Meet Ben Von Wong, a photographer whose work takes the catchphrase "challenge accepted" to a whole new level.
After shooting 30 meters underwater, on the edge of a skyscraper, and even in the middle of a fire rink, Von Wong has been recently offered a project that sounded more like mission impossible:
"Can you imagine how complicated it would be to plan a shoot whilst chasing a storm?"
You mean coordinating the photo shoot without even knowing where it would eventually take place and having to work under the influence of the uncontrollable force of nature? Hell yeah, it would!
But those who don't risk never get to drink champagne, do they?
With that thought in mind, Benjamin assembled a team of professionals, packed his gear, and set out on a surreal storm-chasing adventure.
With an experienced environmental photographer Kelly DeLay behind his back, Von Wong dived right into his unattainable project.
There were no guarantees. Von Wong was told he would have no control over the places they go and he'd only get 10-15 minutes to snap each shot.
Von Wong's team reached out to their friends and fans across seven different states to ask for help in case a storm develops close to them and that's where they ended up shooting.

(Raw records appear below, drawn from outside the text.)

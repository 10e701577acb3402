use anyhow::{Context, Result};
use searchviz::transcript::{self, Transcript};
use searchviz::{DatasetGenerator, SessionSummary, Visualizer};

use crate::settings::ResolvedConfig;

/// Coordinates turning resolved configuration into a run.
pub(crate) struct SearchWorkflow {
    config: ResolvedConfig,
    generator: DatasetGenerator,
}

impl SearchWorkflow {
    pub(crate) fn from_config(config: ResolvedConfig) -> Result<Self> {
        let generator = DatasetGenerator::new(config.dataset.clone())
            .context("failed to prepare the dataset generator")?;
        Ok(Self { config, generator })
    }

    /// Drive the configured algorithm once without the terminal UI.
    pub(crate) fn run_headless(mut self) -> Result<Transcript> {
        let values = self.generator.generate();
        transcript::record(
            self.config.algorithm,
            values,
            self.config.target,
            self.config.delay,
        )
        .context("search run failed")
    }

    /// Hand the terminal to the interactive visualizer.
    pub(crate) fn run_interactive(self) -> Result<SessionSummary> {
        let ResolvedConfig {
            algorithm,
            target,
            delay,
            dataset,
            theme,
            ..
        } = self.config;

        Visualizer::new(self.generator)
            .with_algorithm(algorithm)
            .with_target(target)
            .with_delay(delay)
            .with_theme(theme)
            .with_initial_data(dataset.values.is_some())
            .run()
    }
}

#[cfg(test)]
mod tests {
    use std::time::Duration;

    use searchviz::{Algorithm, DatasetOptions, RunOutcome, default_theme};

    use super::*;

    fn config(dataset: DatasetOptions) -> ResolvedConfig {
        ResolvedConfig {
            algorithm: Algorithm::Binary,
            target: 12,
            delay: Duration::ZERO,
            dataset,
            theme_name: "classic".into(),
            theme: default_theme(),
            warnings: Vec::new(),
        }
    }

    #[test]
    fn headless_run_uses_the_configured_values() {
        let workflow = SearchWorkflow::from_config(config(DatasetOptions {
            values: Some(vec![2, 5, 8, 12, 19, 25]),
            ..DatasetOptions::default()
        }))
        .expect("valid config");

        let transcript = workflow.run_headless().expect("run completes");
        assert_eq!(transcript.values, vec![2, 5, 8, 12, 19, 25]);
        assert_eq!(transcript.outcome, RunOutcome::Found { index: 3, steps: 4 });
    }

    #[test]
    fn seeded_generation_is_reproducible() {
        let options = DatasetOptions {
            seed: Some(7),
            ..DatasetOptions::default()
        };
        let first = SearchWorkflow::from_config(config(options.clone()))
            .and_then(SearchWorkflow::run_headless)
            .expect("run completes");
        let second = SearchWorkflow::from_config(config(options))
            .and_then(SearchWorkflow::run_headless)
            .expect("run completes");
        assert_eq!(first.values, second.values);
        assert_eq!(first.values.len(), 15);
        assert!(first.values.windows(2).all(|pair| pair[0] < pair[1]));
    }
}
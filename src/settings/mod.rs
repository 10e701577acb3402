//! Configuration loading and resolution utilities.
//!
//! `load` is the primary entry point: it layers config files, environment
//! variables and CLI flags, then returns a validated [`ResolvedConfig`].

mod loader;
mod raw;
mod resolved;
mod sources;

pub use loader::load;
pub use resolved::ResolvedConfig;
//! Resolve the configuration directory for `searchviz`.
//!
//! The helper respects an environment override while falling back to the
//! platform-appropriate location provided by the `directories` crate.

use std::env;
use std::path::PathBuf;

use anyhow::{Result, anyhow};
use directories::ProjectDirs;

const QUALIFIER: &str = "io";
const ORGANIZATION: &str = "albo";
const APPLICATION: &str = "searchviz";

const CONFIG_DIR_ENV: &str = "SEARCHVIZ_CONFIG_DIR";

/// Return the platform-specific directory layout for the application.
fn project_dirs() -> Result<ProjectDirs> {
    ProjectDirs::from(QUALIFIER, ORGANIZATION, APPLICATION)
        .ok_or_else(|| anyhow!("unable to determine project directories for searchviz"))
}

/// Resolve an override directory from an environment variable.
///
/// An empty string is treated the same as an unset value so that callers can
/// use shell defaults without worrying about trailing whitespace.
fn dir_from_env(name: &str) -> Option<PathBuf> {
    let value = env::var_os(name)?;
    if value.is_empty() {
        None
    } else {
        Some(PathBuf::from(value))
    }
}

/// Return the configuration directory holding `config.toml`.
pub fn get_config_dir() -> Result<PathBuf> {
    if let Some(dir) = dir_from_env(CONFIG_DIR_ENV) {
        return Ok(dir);
    }

    Ok(project_dirs()?.config_local_dir().to_path_buf())
}

#[cfg(test)]
mod tests {
    use super::*;

    #[test]
    fn empty_override_is_ignored() {
        // SAFETY: the variable name is unique to this test.
        unsafe {
            env::set_var("SEARCHVIZ_TEST_EMPTY_DIR", "");
        }
        assert_eq!(dir_from_env("SEARCHVIZ_TEST_EMPTY_DIR"), None);
        assert_eq!(dir_from_env("SEARCHVIZ_TEST_UNSET_DIR"), None);
    }
}
//! Interactive terminal front-end for `searchviz`.
//!
//! The [`builder`] module exposes the public-facing [`Visualizer`] builder.
//! The remaining submodules implement the event loop, rendering, key handling
//! and the state owned by the presentation thread.

mod actions;
mod builder;
pub mod input;
mod render;
mod runtime;
mod state;

pub use actions::KeyOutcome;
pub use builder::Visualizer;
pub use input::TargetInput;
pub use state::{App, SessionSummary, Status, StatusLevel};
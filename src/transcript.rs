//! Headless rendition of a run: every snapshot, in order, as text or JSON.

use std::sync::Arc;
use std::time::Duration;

use log::info;
use searchviz_steps::{Algorithm, CancelToken, Phase, RunOutcome, Snapshot, StepError, drive};
use serde::Serialize;

/// Complete record of one driven search.
#[derive(Debug, Clone, Serialize)]
pub struct Transcript {
    pub algorithm: Algorithm,
    pub target: i64,
    pub values: Vec<i64>,
    pub snapshots: Vec<Snapshot<i64>>,
    pub outcome: RunOutcome,
}

/// Drive `algorithm` over `values`, collecting every snapshot it emits.
pub fn record(
    algorithm: Algorithm,
    values: Arc<[i64]>,
    target: i64,
    delay: Duration,
) -> Result<Transcript, StepError> {
    info!("headless {algorithm} run for {target} over {} values", values.len());
    let mut snapshots = Vec::new();
    let outcome = drive(
        algorithm.steps(Arc::clone(&values), target),
        delay,
        &CancelToken::new(),
        |snapshot| snapshots.push(snapshot.clone()),
    )?;
    info!("headless run finished: {outcome:?}");

    Ok(Transcript {
        algorithm,
        target,
        values: values.to_vec(),
        snapshots,
        outcome,
    })
}

impl Transcript {
    /// One human readable line per snapshot.
    pub fn lines(&self) -> impl Iterator<Item = String> + '_ {
        self.snapshots
            .iter()
            .map(|snapshot| describe(snapshot, self.target))
    }
}

fn describe(snapshot: &Snapshot<i64>, target: i64) -> String {
    let prefix = format!("{:>2} [{}]", snapshot.step(), snapshot.glyphs());
    match snapshot.phase() {
        Phase::Probe { index, bounds } => {
            let value = snapshot.values()[index];
            match bounds {
                Some(bounds) => format!(
                    "{prefix} compare index {index} (value {value}) within {}..={}",
                    bounds.left, bounds.right
                ),
                None => format!("{prefix} compare index {index} (value {value})"),
            }
        }
        Phase::Found { index } => format!("{prefix} found {target} at index {index}"),
        Phase::Exhausted => format!("{prefix} {target} not found"),
    }
}

#[cfg(test)]
mod tests {
    use super::*;

    fn scenario() -> Arc<[i64]> {
        Arc::from(vec![2, 5, 8, 12, 19, 25])
    }

    #[test]
    fn binary_lines_show_the_shrinking_range() {
        let transcript =
            record(Algorithm::Binary, scenario(), 12, Duration::ZERO).expect("integers compare");
        let lines: Vec<String> = transcript.lines().collect();
        assert_eq!(
            lines,
            vec![
                " 1 [--?---] compare index 2 (value 8) within 0..=5",
                " 2 [   -?-] compare index 4 (value 19) within 3..=5",
                " 3 [   ?  ] compare index 3 (value 12) within 3..=3",
                " 4 [...*..] found 12 at index 3",
            ]
        );
        assert_eq!(transcript.outcome, RunOutcome::Found { index: 3, steps: 4 });
    }

    #[test]
    fn linear_lines_end_with_not_found() {
        let transcript = record(
            Algorithm::Linear,
            Arc::from(vec![1, 3]),
            2,
            Duration::ZERO,
        )
        .expect("integers compare");
        let lines: Vec<String> = transcript.lines().collect();
        assert_eq!(
            lines,
            vec![
                " 1 [?.] compare index 0 (value 1)",
                " 2 [.?] compare index 1 (value 3)",
                " 3 [xx] 2 not found",
            ]
        );
        assert_eq!(transcript.outcome, RunOutcome::Exhausted { steps: 3 });
    }

    #[test]
    fn json_carries_snapshots_and_outcome() {
        let transcript =
            record(Algorithm::Linear, scenario(), 8, Duration::ZERO).expect("integers compare");
        let value = serde_json::to_value(&transcript).expect("serializes");
        assert_eq!(value["algorithm"], "linear");
        assert_eq!(value["target"], 8);
        assert_eq!(value["snapshots"].as_array().map(Vec::len), Some(4));
        assert_eq!(value["snapshots"][3]["phase"], "found");
        assert_eq!(value["outcome"]["outcome"], "found");
        assert_eq!(value["outcome"]["index"], 2);
    }
}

Ryan Zimmerman, a photographer from Colorado, volunteered to drive his ambulance, and so it became clear — the impossible was about to happen.
According to Benjamin, it would usually take about eight hours of storm chasing per day to snag a shot like this:
Ben says he was totally startled by the untameable force of nature.
But there was something else that he realized ...
"It is almost impossible to look at the plethora of different crises that affect our world today without feeling overwhelmingly depressed and powerless," Von Wong wrote on his blog.
So naturally, he did what many people do — shied away from negative news thinking that one person can't really make an impact, and secretly hoped that someone more qualified would come along and "fix" things.